Boarding a bus one day at 2pm, we drove for six hours to arrive at Punta del Diablo, our first destination, some three hundred kilometres away (Uruguay, like many other South American countries, does not always enjoy lovely sealed roads). However, the tardiness hardly mattered, as the views were wonderful. Not spectacular in the realm of cascading waterfalls and deadly canyons: But with beautiful farmland, greenery and huge open spaces always ending in horizon, who can complain?
We spent a week in Punta del Diablo and Cabo Polonio in mid July during the off-season and were thrilled to have both places almost to ourselves.
Punta del Diablo
Punta del Diablo is a charming little seaside village, home to some 500 permanent residents, but swelling to 30,000 visitors when summer and the obligatory beach parties hit.
It’s a perfect world for long walks down seemingly never-ending strings of beaches. There are several walks you can set off on, all over two hours and many stretching to six or seven. The beaches are mostly unspoilt, however unfortunately, the currents in the area often cause penguins and seals to lose their packs and wash up on the shore.
For city kids like me, this was a horrible, sad sight…whereas for those of us more used to the circle of life, it was just the way things were.
If you pack a full lunch, walking up to the Fortaleza de Santa Teresa is an excursion doable in a full day. Or, take the bus there (tickets at the village terminal) and walk the three hours back after exploring the well-preserved ruin.
With the abundance of closed restaurants and bars each bearing that special sort of “wild west” painted-on-wood motif, it’s clear that the on-season tourist has their hands full with options for where to eat and drink into the wee hours. The off-season punter will have to work a little harder for their tukker; however there is a general store stocked with most anything you’d need to whip up something at your hostel.

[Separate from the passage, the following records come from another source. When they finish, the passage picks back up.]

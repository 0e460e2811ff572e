//! Logging setup for sosbeacon.
//!
//! Diagnostics go to stderr through `tracing`. Timeline output printed by
//! `sosctl` goes to stdout, so the two never interleave in pipes.

use tracing::Level;
use tracing_subscriber::{fmt, prelude::*, EnvFilter};

/// Crate target used in the default filter.
const LOG_TARGET: &str = "sosbeacon";

/// Verbosity level for logging output.
#[derive(Debug, Clone, Copy, PartialEq, Eq, PartialOrd, Ord, Default)]
pub enum Verbosity {
    /// Errors only.
    Quiet,
    /// Warnings and errors. Keeps activation output readable.
    #[default]
    Normal,
    /// Phase transitions and provider activity.
    Verbose,
    /// Everything, including per-tick recording updates.
    Trace,
}

impl Verbosity {
    /// Derive the verbosity from `-v` count and `-q` flag. Quiet wins.
    #[must_use]
    pub fn from_flags(verbose: u8, quiet: bool) -> Self {
        if quiet {
            return Self::Quiet;
        }
        match verbose {
            0 => Self::Normal,
            1 => Self::Verbose,
            _ => Self::Trace,
        }
    }

    /// Tracing level for this verbosity.
    #[must_use]
    pub fn level(self) -> Level {
        match self {
            Self::Quiet => Level::ERROR,
            Self::Normal => Level::WARN,
            Self::Verbose => Level::DEBUG,
            Self::Trace => Level::TRACE,
        }
    }

    /// Default filter directive, e.g. `sosbeacon=debug`.
    #[must_use]
    pub fn directive(self) -> String {
        format!("{LOG_TARGET}={}", self.level()).to_lowercase()
    }
}

/// Initialize the logging system.
///
/// Call once at startup. `RUST_LOG` takes precedence over `verbosity`.
///
/// ```no_run
/// use sosbeacon::{init_logging, logging::Verbosity};
///
/// init_logging(Verbosity::Verbose);
/// ```
pub fn init_logging(verbosity: Verbosity) {
    let env_filter =
        EnvFilter::try_from_default_env().unwrap_or_else(|_| EnvFilter::new(verbosity.directive()));

    let subscriber = tracing_subscriber::registry().with(env_filter).with(
        fmt::layer()
            .with_writer(std::io::stderr)
            .with_target(verbosity >= Verbosity::Verbose)
            .with_thread_ids(false)
            .with_file(false)
            .with_line_number(false),
    );

    // Already set by an earlier call.
    let _ = subscriber.try_init();
}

Another fabulous choice for relaxation and exploration in the off-season, Cabo Polonio is located 60 south of Punta del Diablo. Reached by jeep from the park entrance, in July, it is a land which everyone forgot. Even smaller than Punta del Diablo, the Cabo is nestled between the base of its still functioning lighthouse and a series of sand dunes rising up from behind it. A place where people quietly exist, tend to their animals and laundry and wash everything down with a good mate.

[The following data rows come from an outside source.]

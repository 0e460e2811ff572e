//! Storage layer for sosbeacon.
//!
//! This module provides `SQLite`-based persistent storage for SOS events:
//! insertion, history listing and explicit deletion.

pub mod migrations;
pub mod schema;

use std::path::{Path, PathBuf};

use chrono::{DateTime, SecondsFormat, SubsecRound, Utc};
use rusqlite::{params, Connection, OptionalExtension};
use tracing::{debug, info, warn};

use crate::error::{Error, Result};
use crate::event::{NewSosEvent, SosEvent};

/// Columns selected for every event query, in `row_to_event` order.
const EVENT_COLUMNS: &str = "id, user_id, latitude, longitude, audio_url, created_at";

/// Persistent store of SOS events.
#[derive(Debug)]
pub struct Storage {
    /// Path to the database file.
    path: PathBuf,
    /// Database connection.
    conn: Connection,
}

impl Storage {
    /// Open or create a storage database at the given path.
    ///
    /// Creates the parent directories and database file if they don't exist,
    /// then brings the schema up to date.
    ///
    /// # Errors
    ///
    /// Returns an error if the database cannot be opened or migrated.
    pub fn open(path: impl AsRef<Path>) -> Result<Self> {
        let path = path.as_ref().to_path_buf();

        if let Some(parent) = path.parent() {
            if !parent.as_os_str().is_empty() && !parent.exists() {
                std::fs::create_dir_all(parent).map_err(|source| Error::DirectoryCreate {
                    path: parent.to_path_buf(),
                    source,
                })?;
            }
        }

        debug!("Opening database at {}", path.display());
        let mut conn = Connection::open(&path).map_err(|source| Error::DatabaseOpen {
            path: path.clone(),
            source,
        })?;

        conn.execute_batch("PRAGMA journal_mode=WAL; PRAGMA synchronous=NORMAL;")?;
        migrations::initialize_schema(&mut conn)?;

        info!("Database opened at {}", path.display());
        Ok(Self { path, conn })
    }

    /// Create an in-memory storage instance for testing.
    ///
    /// # Errors
    ///
    /// Returns an error if the in-memory database cannot be created.
    pub fn open_in_memory() -> Result<Self> {
        let mut conn = Connection::open_in_memory().map_err(|source| Error::DatabaseOpen {
            path: PathBuf::from(":memory:"),
            source,
        })?;

        migrations::initialize_schema(&mut conn)?;

        Ok(Self {
            path: PathBuf::from(":memory:"),
            conn,
        })
    }

    /// Get the path to the database file.
    #[must_use]
    pub fn path(&self) -> &Path {
        &self.path
    }

    /// Insert an SOS event and return the stored record.
    ///
    /// # Errors
    ///
    /// Returns an error if the database operation fails.
    pub fn insert(&self, event: &NewSosEvent) -> Result<SosEvent> {
        let created_at = Utc::now().trunc_subsecs(6);

        self.conn.execute(
            r"
            INSERT INTO sos_events (user_id, latitude, longitude, audio_url, created_at)
            VALUES (?1, ?2, ?3, ?4, ?5)
            ",
            params![
                event.user_id,
                event.latitude,
                event.longitude,
                event.audio_url,
                format_timestamp(created_at),
            ],
        )?;

        let id = self.conn.last_insert_rowid();
        debug!(id, user_id = %event.user_id, "Inserted SOS event");
        Ok(SosEvent {
            id,
            user_id: event.user_id.clone(),
            latitude: event.latitude,
            longitude: event.longitude,
            audio_url: event.audio_url.clone(),
            created_at,
        })
    }

    /// Get an SOS event by its ID.
    ///
    /// # Errors
    ///
    /// Returns an error if the database operation fails.
    pub fn get(&self, id: i64) -> Result<Option<SosEvent>> {
        let sql = format!("SELECT {EVENT_COLUMNS} FROM sos_events WHERE id = ?1");
        let event = self
            .conn
            .query_row(&sql, [id], Self::row_to_event)
            .optional()?;
        Ok(event)
    }

    /// Most recent events across all users, newest first.
    ///
    /// # Errors
    ///
    /// Returns an error if the database operation fails.
    pub fn list_recent(&self, limit: usize) -> Result<Vec<SosEvent>> {
        let sql = format!(
            "SELECT {EVENT_COLUMNS} FROM sos_events ORDER BY created_at DESC, id DESC LIMIT ?1"
        );
        let mut stmt = self.conn.prepare(&sql)?;
        let events = stmt
            .query_map([to_sql_limit(limit)], Self::row_to_event)?
            .collect::<std::result::Result<Vec<_>, _>>()?;
        Ok(events)
    }

    /// Most recent events of one user, newest first.
    ///
    /// # Errors
    ///
    /// Returns an error if the database operation fails.
    pub fn list_for_user(&self, user_id: &str, limit: usize) -> Result<Vec<SosEvent>> {
        let sql = format!(
            "SELECT {EVENT_COLUMNS} FROM sos_events WHERE user_id = ?1 \
             ORDER BY created_at DESC, id DESC LIMIT ?2"
        );
        let mut stmt = self.conn.prepare(&sql)?;
        let events = stmt
            .query_map(params![user_id, to_sql_limit(limit)], Self::row_to_event)?
            .collect::<std::result::Result<Vec<_>, _>>()?;
        Ok(events)
    }

    /// Count stored events.
    ///
    /// # Errors
    ///
    /// Returns an error if the database operation fails.
    pub fn count(&self) -> Result<i64> {
        let count: i64 = self
            .conn
            .query_row("SELECT COUNT(*) FROM sos_events", [], |row| row.get(0))?;
        Ok(count)
    }

    /// Delete an event by ID at the user's request.
    ///
    /// Returns `true` if an event was deleted, `false` if not found.
    ///
    /// # Errors
    ///
    /// Returns an error if the database operation fails.
    pub fn delete(&self, id: i64) -> Result<bool> {
        let affected = self
            .conn
            .execute("DELETE FROM sos_events WHERE id = ?1", [id])?;
        if affected > 0 {
            info!(id, "Deleted SOS event");
        }
        Ok(affected > 0)
    }

    /// Get database statistics.
    ///
    /// # Errors
    ///
    /// Returns an error if the database operation fails.
    pub fn stats(&self) -> Result<StorageStats> {
        let total_events = self.count()?;

        let (oldest, newest): (Option<String>, Option<String>) = self.conn.query_row(
            "SELECT MIN(created_at), MAX(created_at) FROM sos_events",
            [],
            |row| Ok((row.get(0)?, row.get(1)?)),
        )?;

        let db_size_bytes = if self.path.to_string_lossy() == ":memory:" {
            0
        } else {
            std::fs::metadata(&self.path).map(|m| m.len()).unwrap_or(0)
        };

        Ok(StorageStats {
            total_events,
            oldest_event: oldest.as_deref().and_then(parse_timestamp),
            newest_event: newest.as_deref().and_then(parse_timestamp),
            db_size_bytes,
        })
    }

    /// Convert a database row to an `SosEvent`.
    fn row_to_event(row: &rusqlite::Row) -> rusqlite::Result<SosEvent> {
        let id: i64 = row.get(0)?;
        let created_at_str: String = row.get(5)?;

        let created_at = parse_timestamp(&created_at_str).unwrap_or_else(|| {
            warn!(id, value = %created_at_str, "Unparseable created_at, using epoch");
            DateTime::<Utc>::UNIX_EPOCH
        });

        Ok(SosEvent {
            id,
            user_id: row.get(1)?,
            latitude: row.get(2)?,
            longitude: row.get(3)?,
            audio_url: row.get(4)?,
            created_at,
        })
    }
}

/// Statistics about the storage.
#[derive(Debug, Clone, PartialEq, Eq)]
pub struct StorageStats {
    /// Total number of events stored.
    pub total_events: i64,
    /// Creation time of the oldest event.
    pub oldest_event: Option<DateTime<Utc>>,
    /// Creation time of the newest event.
    pub newest_event: Option<DateTime<Utc>>,
    /// Size of the database file in bytes.
    pub db_size_bytes: u64,
}

/// Fixed-width RFC 3339 so that text order is time order.
fn format_timestamp(ts: DateTime<Utc>) -> String {
    ts.to_rfc3339_opts(SecondsFormat::Micros, true)
}

fn parse_timestamp(s: &str) -> Option<DateTime<Utc>> {
    DateTime::parse_from_rfc3339(s)
        .ok()
        .map(|dt| dt.with_timezone(&Utc))
}

fn to_sql_limit(limit: usize) -> i64 {
    i64::try_from(limit).unwrap_or(i64::MAX)
}

#[cfg(test)]
mod tests {
    use super::*;

    fn create_test_storage() -> Storage {
        Storage::open_in_memory().expect("failed to create test storage")
    }

    fn new_event(user_id: &str, n: u32) -> NewSosEvent {
        NewSosEvent {
            user_id: user_id.to_string(),
            latitude: 12.9 + f64::from(n) * 0.001,
            longitude: 77.6,
            audio_url: format!("https://x/{user_id}/{n}.m4a"),
        }
    }

    #[test]
    fn test_open_in_memory() {
        assert!(Storage::open_in_memory().is_ok());
    }

    #[test]
    fn test_insert_and_get() {
        let storage = create_test_storage();
        let inserted = storage.insert(&new_event("user-1", 0)).unwrap();

        let retrieved = storage.get(inserted.id).unwrap().unwrap();
        assert_eq!(retrieved, inserted);
        assert_eq!(retrieved.audio_url, "https://x/user-1/0.m4a");
    }

    #[test]
    fn test_get_nonexistent() {
        let storage = create_test_storage();
        assert!(storage.get(99999).unwrap().is_none());
    }

    #[test]
    fn test_list_recent_newest_first() {
        let storage = create_test_storage();
        let ids: Vec<i64> = (0..5)
            .map(|n| storage.insert(&new_event("user-1", n)).unwrap().id)
            .collect();

        let recent = storage.list_recent(3).unwrap();
        assert_eq!(recent.len(), 3);
        assert_eq!(recent[0].id, ids[4]);
        assert_eq!(recent[2].id, ids[2]);
    }

    #[test]
    fn test_list_recent_with_zero_limit() {
        let storage = create_test_storage();
        storage.insert(&new_event("user-1", 0)).unwrap();

        assert!(storage.list_recent(0).unwrap().is_empty());
    }

    #[test]
    fn test_list_for_user() {
        let storage = create_test_storage();
        storage.insert(&new_event("alice", 0)).unwrap();
        storage.insert(&new_event("bob", 1)).unwrap();
        storage.insert(&new_event("alice", 2)).unwrap();

        let alice = storage.list_for_user("alice", 10).unwrap();
        assert_eq!(alice.len(), 2);
        assert!(alice.iter().all(|e| e.user_id == "alice"));

        assert!(storage.list_for_user("carol", 10).unwrap().is_empty());
    }

    #[test]
    fn test_count() {
        let storage = create_test_storage();
        assert_eq!(storage.count().unwrap(), 0);

        storage.insert(&new_event("user-1", 0)).unwrap();
        storage.insert(&new_event("user-1", 1)).unwrap();

        assert_eq!(storage.count().unwrap(), 2);
    }

    #[test]
    fn test_delete() {
        let storage = create_test_storage();
        let id = storage.insert(&new_event("user-1", 0)).unwrap().id;

        assert!(storage.delete(id).unwrap());
        assert!(storage.get(id).unwrap().is_none());
        assert!(!storage.delete(id).unwrap());
    }

    #[test]
    fn test_stats_empty() {
        let storage = create_test_storage();
        let stats = storage.stats().unwrap();

        assert_eq!(stats.total_events, 0);
        assert!(stats.oldest_event.is_none());
        assert!(stats.newest_event.is_none());
        assert_eq!(stats.db_size_bytes, 0);
    }

    #[test]
    fn test_stats_with_data() {
        let storage = create_test_storage();
        let first = storage.insert(&new_event("user-1", 0)).unwrap();
        let second = storage.insert(&new_event("user-1", 1)).unwrap();

        let stats = storage.stats().unwrap();
        assert_eq!(stats.total_events, 2);
        assert_eq!(stats.oldest_event, Some(first.created_at));
        assert_eq!(stats.newest_event, Some(second.created_at));
    }

    #[test]
    fn test_timestamp_format_is_fixed_width() {
        let a = format_timestamp(Utc::now().trunc_subsecs(6));
        let b = format_timestamp(DateTime::<Utc>::UNIX_EPOCH);
        assert_eq!(a.len(), b.len());
        assert!(a.ends_with('Z'));
    }

    #[test]
    fn test_open_file_based() {
        let db_path = std::env::temp_dir().join(format!("sosbeacon_test_{}.db", std::process::id()));

        let storage = Storage::open(&db_path).unwrap();
        storage.insert(&new_event("user-1", 0)).unwrap();
        assert_eq!(storage.count().unwrap(), 1);
        assert_eq!(storage.path(), db_path);
        assert!(storage.stats().unwrap().db_size_bytes > 0);

        drop(storage);
        let reopened = Storage::open(&db_path).unwrap();
        assert_eq!(reopened.count().unwrap(), 1);

        drop(reopened);
        let _ = std::fs::remove_file(&db_path);
        let _ = std::fs::remove_file(db_path.with_extension("db-wal"));
        let _ = std::fs::remove_file(db_path.with_extension("db-shm"));
    }

    #[test]
    fn test_open_creates_parent_dirs() {
        let root = std::env::temp_dir().join(format!("sosbeacon_nested_{}", std::process::id()));
        let nested_path = root.join("nested/db.sqlite");
        let _ = std::fs::remove_dir_all(&root);

        let storage = Storage::open(&nested_path).unwrap();
        assert!(nested_path.exists());

        drop(storage);
        let _ = std::fs::remove_dir_all(&root);
    }

    #[test]
    fn test_storage_stats_clone() {
        let stats = StorageStats {
            total_events: 5,
            oldest_event: None,
            newest_event: None,
            db_size_bytes: 512,
        };
        assert_eq!(stats.clone(), stats);
    }
}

Boasting only some 50 permanent residents, it is a place where no one has any secrets – and tourists, if they stay too long, will be forced to give theirs up! However, in the on-season the place is unrecognisable; swelling by to some 30,000 summer stayers as well as 2,500 daily through visitors arriving and leaving on the same day.

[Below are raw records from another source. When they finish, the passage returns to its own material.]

//! `sosctl` - CLI for sosbeacon
//!
//! Runs SOS activations against the configured devices and manages the local
//! history of sent alerts.

#![warn(missing_debug_implementations)]
#![deny(unsafe_code)]

use std::sync::Arc;

use anyhow::{bail, Context};
use chrono::Local;
use clap::Parser;
use tokio::sync::broadcast::error::RecvError;
use tracing::warn;

use sosbeacon::cli::{Cli, Command, ConfigCommand, HistoryCommand};
use sosbeacon::{
    init_logging, retained_clips, ClipAudioCapture, Config, LocalEvidenceStore,
    OrchestratorSettings, Outcome, SosEvent, SosOrchestrator, StaticLocationProvider, Storage,
    TimelineEntry,
};

#[tokio::main]
async fn main() -> anyhow::Result<()> {
    let cli = Cli::parse();

    init_logging(cli.verbosity());

    let config = Config::load_from(cli.config.clone())?;

    match cli.command {
        Command::Activate(cmd) => handle_activate(&config, cmd.json).await,
        Command::History(cmd) => handle_history(&config, cmd),
        Command::Status(cmd) => handle_status(&config, cmd.json),
        Command::Config(cmd) => handle_config(&config, cmd),
    }
}

async fn handle_activate(config: &Config, json: bool) -> anyhow::Result<()> {
    let store = LocalEvidenceStore::from_config(config)
        .context("failed to open the local evidence store")?;
    let orchestrator = Arc::new(SosOrchestrator::new(
        Arc::new(StaticLocationProvider::from_config(&config.device)),
        Arc::new(ClipAudioCapture::from_config(config)),
        Arc::new(store),
        OrchestratorSettings::from_config(config),
    ));

    let mut entries = orchestrator.subscribe();
    let printer = tokio::spawn(async move {
        loop {
            match entries.recv().await {
                Ok(entry) => print_entry(&entry, json),
                Err(RecvError::Lagged(skipped)) => warn!(skipped, "Timeline output fell behind"),
                Err(RecvError::Closed) => break,
            }
        }
    });

    let mut activation = {
        let orchestrator = Arc::clone(&orchestrator);
        tokio::spawn(async move { orchestrator.activate().await })
    };

    let result = loop {
        tokio::select! {
            joined = &mut activation => break joined.context("activation task failed")?,
            signal = tokio::signal::ctrl_c() => {
                signal.context("failed to listen for Ctrl-C")?;
                if !orchestrator.cancel().await? {
                    eprintln!("Nothing to cancel, the alert is already being sent.");
                }
            }
        }
    };

    let snapshot = orchestrator.snapshot();
    // Closing the channel lets the printer drain and exit.
    drop(orchestrator);
    printer.await.context("timeline printer failed")?;

    if json {
        println!("{}", serde_json::to_string(&snapshot)?);
    }

    match result {
        Ok(Outcome::Sent(event)) => {
            if !json {
                println!();
                print_event(&event);
            }
            Ok(())
        }
        Ok(Outcome::Cancelled) => {
            if !json {
                println!("No alert was sent.");
            }
            Ok(())
        }
        Ok(Outcome::Ignored) => bail!("an activation is already in progress"),
        Err(error) => {
            if let Some(alert) = &snapshot.alert {
                eprintln!("{}: {}", alert.title, alert.message);
            }
            Err(error.into())
        }
    }
}

fn print_entry(entry: &TimelineEntry, json: bool) {
    if json {
        match serde_json::to_string(entry) {
            Ok(line) => println!("{line}"),
            Err(e) => warn!(error = %e, "Failed to encode timeline entry"),
        }
    } else {
        println!("[{}] {:<10} {}", entry.timestamp, entry.kind.to_string(), entry.message);
    }
}

fn print_event(event: &SosEvent) {
    println!("SOS event #{}", event.id);
    println!("  User:      {}", event.user_id);
    println!("  Location:  {}", event.location());
    println!("  Audio:     {}", event.audio_url);
    println!(
        "  Sent at:   {}",
        event.created_at.with_timezone(&Local).format("%Y-%m-%d %H:%M:%S")
    );
}

fn handle_history(config: &Config, cmd: HistoryCommand) -> anyhow::Result<()> {
    let storage = Storage::open(config.database_path())?;

    match cmd {
        HistoryCommand::List { limit, user, json } => {
            let events = match user.as_deref() {
                Some(user_id) => storage.list_for_user(user_id, limit)?,
                None => storage.list_recent(limit)?,
            };

            if json {
                println!("{}", serde_json::to_string_pretty(&events)?);
            } else if events.is_empty() {
                println!("No SOS events recorded.");
            } else {
                for event in &events {
                    println!(
                        "{:>5}  {}  {:<16} {}  {}",
                        event.id,
                        event.created_at.with_timezone(&Local).format("%Y-%m-%d %H:%M:%S"),
                        event.user_id,
                        event.location(),
                        event.audio_url
                    );
                }
            }
        }
        HistoryCommand::Show { id, json } => {
            let Some(event) = storage.get(id)? else {
                bail!("SOS event {id} not found");
            };
            if json {
                println!("{}", serde_json::to_string_pretty(&event)?);
            } else {
                print_event(&event);
            }
        }
        HistoryCommand::Delete { id } => {
            if storage.delete(id)? {
                println!("Deleted SOS event {id}.");
            } else {
                bail!("SOS event {id} not found");
            }
        }
    }
    Ok(())
}

fn handle_status(config: &Config, json: bool) -> anyhow::Result<()> {
    let storage = Storage::open(config.database_path())?;
    let stats = storage.stats()?;
    let recordings_dir = config.recordings_dir();
    let kept_clips = retained_clips(&recordings_dir)?;

    if json {
        let status = serde_json::json!({
            "user_id": config.sos.user_id,
            "database_path": config.database_path(),
            "media_dir": config.media_dir(),
            "total_events": stats.total_events,
            "oldest_event": stats.oldest_event,
            "newest_event": stats.newest_event,
            "db_size_bytes": stats.db_size_bytes,
            "recordings_dir": recordings_dir,
            "retained_clips": kept_clips,
            "location_permission": config.device.location_permission,
            "microphone_permission": config.device.microphone_permission,
        });
        println!("{}", serde_json::to_string_pretty(&status)?);
    } else {
        let when = |ts: Option<chrono::DateTime<chrono::Utc>>| {
            ts.map_or_else(
                || "-".to_string(),
                |t| t.with_timezone(&Local).format("%Y-%m-%d %H:%M:%S").to_string(),
            )
        };
        println!("sosctl status");
        println!("-------------");
        println!("User:          {}", config.sos.user_id);
        println!("Database:      {}", config.database_path().display());
        println!("Media:         {}", config.media_dir().display());
        println!("SOS events:    {}", stats.total_events);
        println!("Oldest:        {}", when(stats.oldest_event));
        println!("Newest:        {}", when(stats.newest_event));
        println!("Database size: {} bytes", stats.db_size_bytes);
        println!(
            "Kept clips:    {} in {} (uploads that failed)",
            kept_clips.len(),
            recordings_dir.display()
        );
        println!(
            "Permissions:   location {}, microphone {}",
            granted(config.device.location_permission),
            granted(config.device.microphone_permission)
        );
    }
    Ok(())
}

fn granted(allowed: bool) -> &'static str {
    if allowed {
        "granted"
    } else {
        "denied"
    }
}

fn handle_config(config: &Config, cmd: ConfigCommand) -> anyhow::Result<()> {
    match cmd {
        ConfigCommand::Show { json } => {
            if json {
                println!("{}", serde_json::to_string_pretty(config)?);
            } else {
                println!("Current Configuration");
                println!("=====================");
                println!();
                println!("[SOS]");
                println!("  User ID:            {}", config.sos.user_id);
                println!("  Recording (s):      {}", config.sos.recording_duration_secs);
                println!("  Location timeout:   {}s", config.sos.location_timeout_secs);
                println!();
                println!("[Storage]");
                println!("  Database path:      {}", config.database_path().display());
                println!("  Media directory:    {}", config.media_dir().display());
                println!("  Public base URL:    {}", config.public_base_url());
                println!();
                println!("[Device]");
                println!(
                    "  Position:           {:.6}, {:.6} (±{} m)",
                    config.device.latitude, config.device.longitude, config.device.accuracy_m
                );
                println!("  Location:           {}", granted(config.device.location_permission));
                println!(
                    "  Microphone:         {}",
                    granted(config.device.microphone_permission)
                );
                println!("  Recordings:         {}", config.recordings_dir().display());
                match &config.device.clip_path {
                    Some(clip) => println!("  Source clip:        {}", clip.display()),
                    None => println!("  Source clip:        (generated silence)"),
                }
            }
        }
        ConfigCommand::Path => {
            println!("{}", Config::default_config_path().display());
        }
        ConfigCommand::Validate { file } => {
            let path = file.unwrap_or_else(Config::default_config_path);
            println!("Validating configuration: {}", path.display());
            match Config::load_from(Some(path)) {
                Ok(_) => println!("Configuration is valid."),
                Err(e) => bail!("Configuration error: {e}"),
            }
        }
    }
    Ok(())
}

The sand dunes can be reached easily on foot an hour or so walk up the beach and themselves provide many beautiful viewpoints from which to see the village.
A walk up to the lighthouse is also well worth your afternoon, especially if you are a little bit nimble, a bit of a rock-hopper and don’t mind exploring the rocks along its western side. If you are lucky, as an added bonus, the local colony of sea lions will be there, barking and fighting with the best of them.
If you have time to spare, use it in Cabo Polonio. Besides numerous hammocks located near hostels and lodgings, the beaches are dotted with abandoned life-saving huts (not necessary when no one is intense enough to brave the icy waters) and are perfect places to sit, read, write or simply watch the water.
Perfect for beach side walks and good meals in the warmth of your hostel, Punta del Diablo and Cabo Polonio score 10/10 for off-season relaxation.
- Buses between cities and towns in Uruguay can best be found through Montevideo’s bus terminal website. Connections to smaller villages, or less frequented locations should be sought “from the horses’s mouth” at the terminals themselves in smaller towns.
- Connections between Cabo Polonio and Punta del Diablo are made at Castillos, about 30km between the two towns.
- Cabo Polonio is a nature reserve, and therefore entrance incurs a minimal fee (About $175 Uruguayan pesos). Buses to the park entrance also leave from Castillos.
- Hostels: El Diablo Tranquilo, our hostel in Punta del Diablo, while usually teeming with tourists was currently housing only five of us in total, a blessing (for us!) which allowed everyone to become fast friends and learn about the exciting, nomadic lives of Yuri and Sol, the current managers. Prices range from US$20 – $50 depending on the season.
- El Viejo Lobo in Cabo Polonio was almost like staying at a friend of a friend’s place. Luis the manager showed us the cape, taught us to make pizza dough and watched movies with us…over a mate, of course. Prices range from US$9 – $50 depending on the season.
- For a more independent experience, private homes (almost huts) can be rented on Cabo Polonio – a common choice for the on-season. Be aware that they will cost you anything upwards of US$150 – $400 a night, and are not serviced. Water must be sourced throughout the day and electricity is not common.